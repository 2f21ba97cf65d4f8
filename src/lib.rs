//! Client for a remote cloud-cost analysis service.
//!
//! Uploads a CSV of cloud usage to `predict-cost` or `detect-waste`, holds
//! the outcome in a [`controller::Controller`], and renders the returned
//! JSON for the terminal or the local web dashboard.

pub mod api;
pub mod cli;
pub mod config;
pub mod controller;
pub mod export;
pub mod history;
pub mod model;
pub mod render;
pub mod web;
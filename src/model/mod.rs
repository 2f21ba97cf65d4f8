//! Typed views of the two result shapes returned by the analysis service.
//!
//! Both shapes are loosely typed JSON. Each has a partial `*Payload` struct
//! (every field optional, decoded leniently) and a materialized `*Report`
//! produced in a single defaulting step.

pub mod lenient;
pub mod prediction;
pub mod waste;

pub use prediction::PredictionReport;
pub use waste::WasteReport;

§ **Aim of the task**: Write down the entire listing above verbatim.

§ **Expected answer**:
repository 2f21ba97cf65d4f8
filename src/lib.rs
//! Client for a remote cloud-cost analysis service.
//!
//! Uploads a CSV of cloud usage to `predict-cost` or `detect-waste`, holds
//! the outcome in a [`controller::Controller`], and renders the returned
//! JSON for the terminal or the local web dashboard.

pub mod api;
pub mod cli;
pub mod config;
pub mod controller;
pub mod export;
pub mod history;
pub mod model;
pub mod render;
pub mod web;
filename src/model/mod.rs
repository 2f21ba97cf65d4f8
//! Typed views of the two result shapes returned by the analysis service.
//!
//! Both shapes are loosely typed JSON. Each has a partial `*Payload` struct
//! (every field optional, decoded leniently) and a materialized `*Report`
//! produced in a single defaulting step.

pub mod lenient;
pub mod prediction;
pub mod waste;

pub use prediction::PredictionReport;
pub use waste::WasteReport;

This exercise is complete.